Red Shoes
Thin Ice
PICA, Artrage Festival 2008
Perth, Western Australia
It was with great interest that I stepped into PICA’s performance space for the first time and also to see the ‘wonderboy’ of Australian theatre at the moment, Matthew Lutton. His new company Thin Ice presented an adaptation of the classic Hans Christian Anderson’s Red Shoes. In actuality it was an interweaving of three tales – one which was an HCA tale The Shadow and the other I didn’t recognise but had the hallmarks of that classic dark European fairytaleness about it. These stories are timeless, they are still around today because there is deep resonance in our culture for themĀ – especially our white European culture, where we are still afraid of the dark, of the forest and of our shadow.
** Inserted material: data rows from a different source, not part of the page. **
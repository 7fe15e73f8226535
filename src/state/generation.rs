//! Generation tokens and widget instance keys
//!
//! A `Generation` is captured before every suspension point. When the
//! continuation resumes it only applies its effect if the token is still
//! current; a reset or deactivation advances the counter and thereby turns
//! every in-flight continuation into a no-op.

use std::sync::atomic::{AtomicU64, Ordering};
use std::sync::Arc;

/// Snapshot of a generation counter
#[derive(Clone, Copy, Debug, PartialEq, Eq, PartialOrd, Ord, Hash)]
pub struct Generation(u64);

impl Generation {
    pub fn value(&self) -> u64 {
        self.0
    }
}

/// Shared, monotonically advancing generation counter
#[derive(Clone, Debug, Default)]
pub struct GenerationCounter {
    inner: Arc<AtomicU64>,
}

impl GenerationCounter {
    pub fn new() -> Self {
        Self::default()
    }

    /// The current generation
    pub fn current(&self) -> Generation {
        Generation(self.inner.load(Ordering::SeqCst))
    }

    /// Invalidate all outstanding tokens and return the new generation
    pub fn advance(&self) -> Generation {
        Generation(self.inner.fetch_add(1, Ordering::SeqCst) + 1)
    }

    /// Check whether a captured token is still current
    pub fn is_current(&self, generation: Generation) -> bool {
        self.current() == generation
    }
}

/// Key that forces the embedded widget to fully remount when bumped
#[derive(Clone, Copy, Debug, Default, PartialEq, Eq, PartialOrd, Ord, Hash)]
pub struct WidgetInstanceKey(pub u64);

impl WidgetInstanceKey {
    pub fn next(self) -> Self {
        WidgetInstanceKey(self.0 + 1)
    }
}

impl std::fmt::Display for WidgetInstanceKey {
    fn fmt(&self, f: &mut std::fmt::Formatter<'_>) -> std::fmt::Result {
        write!(f, "widget-{}", self.0)
    }
}

#[cfg(test)]
mod tests {
    use super::*;

    #[test]
    fn test_advance_invalidates_previous_token() {
        let counter = GenerationCounter::new();
        let token = counter.current();
        assert!(counter.is_current(token));

        let next = counter.advance();
        assert!(!counter.is_current(token));
        assert!(counter.is_current(next));
        assert!(next > token);
    }

    #[test]
    fn test_clones_share_counter() {
        let counter = GenerationCounter::new();
        let clone = counter.clone();
        let token = counter.current();
        clone.advance();
        assert!(!counter.is_current(token));
    }

    #[test]
    fn test_instance_key_increments() {
        let key = WidgetInstanceKey::default();
        assert_eq!(key.next(), WidgetInstanceKey(1));
        assert!(key.next() > key);
        assert_eq!(key.next().to_string(), "widget-1");
    }
}
use tracing::warn;

/// Accumulates captured audio chunks up to a fixed sample budget
///
/// Chunks arriving after the budget is exhausted are truncated or dropped.
#[derive(Debug)]
pub struct ChunkBuffer {
    chunks: Vec<Vec<f32>>,
    len: usize,
    max_samples: usize,
    overflowed: bool,
}

impl ChunkBuffer {
    /// Create a buffer that holds at most `max_samples` samples
    pub fn new(max_samples: usize) -> Self {
        Self {
            chunks: Vec::new(),
            len: 0,
            max_samples,
            overflowed: false,
        }
    }

    /// Buffer sized for `seconds` of audio at `sample_rate`
    pub fn for_duration(seconds: u32, sample_rate: u32) -> Self {
        Self::new(seconds as usize * sample_rate as usize)
    }

    /// Append a chunk, returning the number of samples kept
    pub fn push(&mut self, chunk: Vec<f32>) -> usize {
        let room = self.max_samples.saturating_sub(self.len);
        if room == 0 {
            if !self.overflowed {
                warn!(
                    "Recording limit of {} samples reached, dropping further audio",
                    self.max_samples
                );
                self.overflowed = true;
            }
            return 0;
        }

        let mut chunk = chunk;
        chunk.truncate(room);
        let kept = chunk.len();
        if kept > 0 {
            self.len += kept;
            self.chunks.push(chunk);
        }
        kept
    }

    /// Concatenate all buffered chunks, leaving the buffer empty
    pub fn take(&mut self) -> Vec<f32> {
        let mut samples = Vec::with_capacity(self.len);
        for chunk in self.chunks.drain(..) {
            samples.extend_from_slice(&chunk);
        }
        self.len = 0;
        self.overflowed = false;
        samples
    }

    pub fn len(&self) -> usize {
        self.len
    }

    pub fn is_empty(&self) -> bool {
        self.len == 0
    }

    pub fn is_full(&self) -> bool {
        self.len >= self.max_samples
    }

    pub fn capacity(&self) -> usize {
        self.max_samples
    }
}
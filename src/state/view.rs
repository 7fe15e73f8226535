//! The three mutually exclusive surfaces the host can present

use super::errors::{ErrorSlot, ErrorState};

/// What the host should render in place of the widget container
#[derive(Clone, Debug, PartialEq, Eq)]
pub enum SurfaceView {
    /// Widget is mounted and interactive
    Interactive,
    /// Session is still being established
    Loading,
    /// A blocking error is shown as an overlay
    Blocked {
        slot: ErrorSlot,
        message: String,
        /// Offer a retry control on the overlay
        retryable: bool,
    },
}

impl SurfaceView {
    /// Reduce error state and the initializing flag to a single surface
    pub fn resolve(errors: &ErrorState, initializing: bool) -> Self {
        match errors.presented() {
            Some(presented) => SurfaceView::Blocked {
                slot: presented.slot,
                message: presented.message,
                retryable: presented.retryable,
            },
            None if initializing => SurfaceView::Loading,
            None => SurfaceView::Interactive,
        }
    }

    pub fn is_interactive(&self) -> bool {
        matches!(self, SurfaceView::Interactive)
    }

    pub fn is_loading(&self) -> bool {
        matches!(self, SurfaceView::Loading)
    }

    pub fn is_blocked(&self) -> bool {
        matches!(self, SurfaceView::Blocked { .. })
    }

    /// Message shown on the overlay, if blocked
    pub fn message(&self) -> Option<&str> {
        match self {
            SurfaceView::Blocked { message, .. } => Some(message),
            _ => None,
        }
    }
}

#[cfg(test)]
mod tests {
    use super::*;

    #[test]
    fn test_loading_while_initializing() {
        let errors = ErrorState::new();
        assert_eq!(SurfaceView::resolve(&errors, true), SurfaceView::Loading);
        assert_eq!(SurfaceView::resolve(&errors, false), SurfaceView::Interactive);
    }

    #[test]
    fn test_error_wins_over_loading() {
        let mut errors = ErrorState::new();
        errors.set(ErrorSlot::Session, Some("nope".into()));

        let view = SurfaceView::resolve(&errors, true);
        assert!(view.is_blocked());
        assert_eq!(view.message(), Some("nope"));
        assert_eq!(
            view,
            SurfaceView::Blocked {
                slot: ErrorSlot::Session,
                message: "nope".into(),
                retryable: false,
            }
        );
    }
}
What immediately struck me was the visually striking set and the use of lighting and composition of the bodies in the space. And it is here that Matthew Lutton, Director, has the most talent. Time and again, with no hiding of the transitions between characters and location (all of it was done openly in front of the audience) we were allowed to see new stage pictures unfold and collapse.
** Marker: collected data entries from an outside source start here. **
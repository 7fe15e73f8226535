//! Fakes shared by the integration tests

#![allow(dead_code)]

use async_trait::async_trait;
use chatbridge::audio::{
    AudioFormat, AudioSink, MicStream, Microphone, PlaybackHandle, RecognitionEvent,
    SpeechRecognizer,
};
use chatbridge::session::{SessionBackend, SessionRequest, SessionResponse};
use chatbridge::speech::{AudioUpload, SpeechClip, SpeechSynthesizer, Transcriber};
use chatbridge::widget::ChatWidget;
use chatbridge::{BridgeError, Result};
use parking_lot::Mutex;
use std::collections::VecDeque;
use std::sync::atomic::{AtomicBool, AtomicUsize, Ordering};
use std::sync::Arc;
use tokio::sync::{mpsc, Notify};

#[derive(Default)]
pub struct FakeWidget {
    pub registered: AtomicBool,
    pub sent: Mutex<Vec<String>>,
}

impl FakeWidget {
    pub fn registered() -> Arc<Self> {
        let widget = Self::default();
        widget.registered.store(true, Ordering::SeqCst);
        Arc::new(widget)
    }

    pub fn unregistered() -> Arc<Self> {
        Arc::new(Self::default())
    }

    pub fn sent(&self) -> Vec<String> {
        self.sent.lock().clone()
    }
}

#[async_trait]
impl ChatWidget for FakeWidget {
    fn is_registered(&self) -> bool {
        self.registered.load(Ordering::SeqCst)
    }

    async fn send_message(&self, text: &str) -> Result<()> {
        self.sent.lock().push(text.to_string());
        Ok(())
    }
}

/// Session backend replaying canned responses in order
#[derive(Default)]
pub struct ScriptedBackend {
    responses: Mutex<VecDeque<Result<SessionResponse>>>,
    pub requests: Mutex<Vec<SessionRequest>>,
    pub gate: Option<Arc<Notify>>,
}

impl ScriptedBackend {
    pub fn replying(responses: Vec<Result<SessionResponse>>) -> Arc<Self> {
        Arc::new(Self {
            responses: Mutex::new(responses.into()),
            requests: Mutex::new(Vec::new()),
            gate: None,
        })
    }

    /// Backend that holds each response until the gate is notified
    pub fn gated(responses: Vec<Result<SessionResponse>>, gate: Arc<Notify>) -> Arc<Self> {
        Arc::new(Self {
            responses: Mutex::new(responses.into()),
            requests: Mutex::new(Vec::new()),
            gate: Some(gate),
        })
    }

    pub fn request_count(&self) -> usize {
        self.requests.lock().len()
    }
}

#[async_trait]
impl SessionBackend for ScriptedBackend {
    async fn create_session(&self, request: &SessionRequest) -> Result<SessionResponse> {
        self.requests.lock().push(request.clone());
        if let Some(gate) = &self.gate {
            gate.notified().await;
        }
        self.responses
            .lock()
            .pop_front()
            .unwrap_or_else(|| Err(BridgeError::Session("no scripted response".into())))
    }
}

#[derive(Default)]
pub struct FakeMicrophone {
    senders: Mutex<Vec<mpsc::UnboundedSender<Vec<f32>>>>,
    releases: Arc<AtomicUsize>,
}

impl FakeMicrophone {
    pub fn feed(&self, chunk: Vec<f32>) {
        if let Some(tx) = self.senders.lock().last() {
            let _ = tx.send(chunk);
        }
    }

    pub fn releases(&self) -> usize {
        self.releases.load(Ordering::SeqCst)
    }
}

#[async_trait]
impl Microphone for FakeMicrophone {
    async fn open(&self) -> Result<MicStream> {
        let (tx, rx) = mpsc::unbounded_channel();
        self.senders.lock().push(tx);
        let releases = Arc::clone(&self.releases);
        Ok(MicStream::new(AudioFormat::mono(16000), rx, move || {
            releases.fetch_add(1, Ordering::SeqCst);
        }))
    }
}

pub struct FakeTranscriber {
    pub transcript: String,
    pub uploads: AtomicUsize,
}

impl FakeTranscriber {
    pub fn new(transcript: &str) -> Arc<Self> {
        Arc::new(Self {
            transcript: transcript.to_string(),
            uploads: AtomicUsize::new(0),
        })
    }
}

#[async_trait]
impl Transcriber for FakeTranscriber {
    async fn transcribe(&self, _audio: AudioUpload) -> Result<String> {
        self.uploads.fetch_add(1, Ordering::SeqCst);
        Ok(self.transcript.clone())
    }
}

#[derive(Default)]
pub struct RecordingSynthesizer {
    pub spoken: Mutex<Vec<String>>,
}

#[async_trait]
impl SpeechSynthesizer for RecordingSynthesizer {
    async fn synthesize(&self, text: &str) -> Result<SpeechClip> {
        self.spoken.lock().push(text.to_string());
        Ok(SpeechClip::new(text.as_bytes().to_vec(), "audio/mpeg"))
    }
}

pub struct FakePlayback {
    pub text: String,
    pub stopped: AtomicBool,
    done: Notify,
}

impl FakePlayback {
    pub fn is_stopped(&self) -> bool {
        self.stopped.load(Ordering::SeqCst)
    }
}

#[async_trait]
impl PlaybackHandle for FakePlayback {
    fn stop(&self) {
        self.stopped.store(true, Ordering::SeqCst);
        self.done.notify_one();
    }

    async fn finished(&self) {
        self.done.notified().await;
    }
}

#[derive(Default)]
pub struct FakeSpeaker {
    pub handles: Mutex<Vec<Arc<FakePlayback>>>,
}

impl FakeSpeaker {
    pub fn handle(&self, index: usize) -> Arc<FakePlayback> {
        Arc::clone(&self.handles.lock()[index])
    }

    pub fn played(&self) -> usize {
        self.handles.lock().len()
    }

    /// Text of every utterance that is still playing
    pub fn live(&self) -> Vec<String> {
        self.handles
            .lock()
            .iter()
            .filter(|h| !h.is_stopped())
            .map(|h| h.text.clone())
            .collect()
    }
}

#[async_trait]
impl AudioSink for FakeSpeaker {
    async fn play(&self, clip: SpeechClip) -> Result<Arc<dyn PlaybackHandle>> {
        let handle = Arc::new(FakePlayback {
            text: String::from_utf8_lossy(&clip.bytes).into_owned(),
            stopped: AtomicBool::new(false),
            done: Notify::new(),
        });
        self.handles.lock().push(Arc::clone(&handle));
        Ok(handle)
    }
}

/// Recognizer whose `start` parks until the gate is notified
#[derive(Default)]
pub struct GatedRecognizer {
    pub gate: Notify,
    stops: AtomicUsize,
}

impl GatedRecognizer {
    pub fn stops(&self) -> usize {
        self.stops.load(Ordering::SeqCst)
    }
}

#[async_trait]
impl SpeechRecognizer for GatedRecognizer {
    async fn start(&self) -> Result<mpsc::UnboundedReceiver<RecognitionEvent>> {
        self.gate.notified().await;
        let (_tx, rx) = mpsc::unbounded_channel();
        Ok(rx)
    }

    fn stop(&self) {
        self.stops.fetch_add(1, Ordering::SeqCst);
    }
}

/// Let spawned tasks run until `done` holds or the budget runs out
pub async fn settle(mut done: impl FnMut() -> bool) {
    for _ in 0..50 {
        if done() {
            return;
        }
        tokio::task::yield_now().await;
    }
}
This is as far as I got with the piece, for after 15 minutes I began to really struggle. And what seemed like such bold theatrical choices at the start, ran out of steam. The brash nature of the performance, which seemed edgy, became swamped by style over substance. And I began to question the very nature of what was being done. Why tell these stories now? What resonance do they have for a contemporary audience in Perth in 2008?
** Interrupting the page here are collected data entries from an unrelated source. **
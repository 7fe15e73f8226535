use super::playback::{AudioSink, PlaybackHandle};
use crate::speech::SpeechClip;
use crate::{BridgeError, Result};
use async_trait::async_trait;
use rodio::{Decoder, OutputStream, OutputStreamHandle, Sink};
use std::io::Cursor;
use std::sync::atomic::{AtomicBool, Ordering};
use std::sync::mpsc as std_mpsc;
use std::sync::Arc;
use std::time::Duration;
use tracing::{debug, info};

const FINISH_POLL_INTERVAL: Duration = Duration::from_millis(50);

/// Speaker backed by the default rodio output device
///
/// The output stream is not `Send`; it is kept alive on a parked thread for
/// as long as the speaker exists.
pub struct RodioSpeaker {
    handle: OutputStreamHandle,
    _shutdown: std_mpsc::Sender<()>,
}

impl RodioSpeaker {
    pub fn new() -> Result<Self> {
        let (handle_tx, handle_rx) = std_mpsc::channel();
        let (shutdown_tx, shutdown_rx) = std_mpsc::channel::<()>();

        std::thread::Builder::new()
            .name("chatbridge-speaker".into())
            .spawn(move || match OutputStream::try_default() {
                Ok((stream, handle)) => {
                    if handle_tx.send(Ok(handle)).is_ok() {
                        // Returns once the speaker is dropped
                        let _ = shutdown_rx.recv();
                    }
                    drop(stream);
                }
                Err(e) => {
                    let _ = handle_tx.send(Err(BridgeError::AudioDevice(format!(
                        "No output device available: {}",
                        e
                    ))));
                }
            })
            .map_err(|e| BridgeError::AudioDevice(format!("Failed to spawn output thread: {}", e)))?;

        let handle = handle_rx
            .recv()
            .map_err(|_| BridgeError::AudioDevice("Output thread exited early".into()))??;

        info!("Audio output ready");
        Ok(Self {
            handle,
            _shutdown: shutdown_tx,
        })
    }
}

struct RodioPlayback {
    sink: Sink,
    stopped: AtomicBool,
}

#[async_trait]
impl PlaybackHandle for RodioPlayback {
    fn stop(&self) {
        self.stopped.store(true, Ordering::SeqCst);
        self.sink.stop();
    }

    async fn finished(&self) {
        while !self.stopped.load(Ordering::SeqCst) && !self.sink.empty() {
            tokio::time::sleep(FINISH_POLL_INTERVAL).await;
        }
    }
}

#[async_trait]
impl AudioSink for RodioSpeaker {
    async fn play(&self, clip: SpeechClip) -> Result<Arc<dyn PlaybackHandle>> {
        debug!("Playing {} bytes of {}", clip.len(), clip.mime_type);

        let source = Decoder::new(Cursor::new(clip.bytes))
            .map_err(|e| BridgeError::AudioDevice(format!("Failed to decode speech: {}", e)))?;
        let sink = Sink::try_new(&self.handle)
            .map_err(|e| BridgeError::AudioDevice(format!("Failed to open sink: {}", e)))?;
        sink.append(source);

        Ok(Arc::new(RodioPlayback {
            sink,
            stopped: AtomicBool::new(false),
        }))
    }
}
Matthew has spent some time in Melbourne working under Michael Kantor, and if I am led to believe he actually ended up directing Tartuffe due to Michael falling ill. By all accounts this was a great achievement. And there are definitely similiarities between Michael and what Matthew was trying to do here. Very stark European style contemporary set, pantomime or fairy tale as a backbone and larger than life performance style. So what was the difference? Did Matthew not have the budget? or the time?
I also believe (and this is absolutely my own personal taste) that if you are going to sing in a show, and use it as a narrative driver then you need to be absolutely sure of its context otherwise it is just singing and we don’t know why the person just didn’t speak it normally into the space. And the breaking of the tension built in the piece was jarred by these shifts, you could feel the audience shifting as if they to were marking the change in form.
Finally, I was dismayed at the blatent and completely uneccessary homoerotic scenes near the end. They were so unsexy and added nothing to the piece. I didn’t feel enagaged, aroused or moved by it at all. This was a great tragedy, as these final scenes where the protagonist gets his feet cut off should have been the climax of the piece and all I felt was uncomfortable for the performer whose balls were left out in the open for about fifteen minutes for the world to see.
Perhaps I saw an off night? It was second night after all and by all accounts the opening was a great success.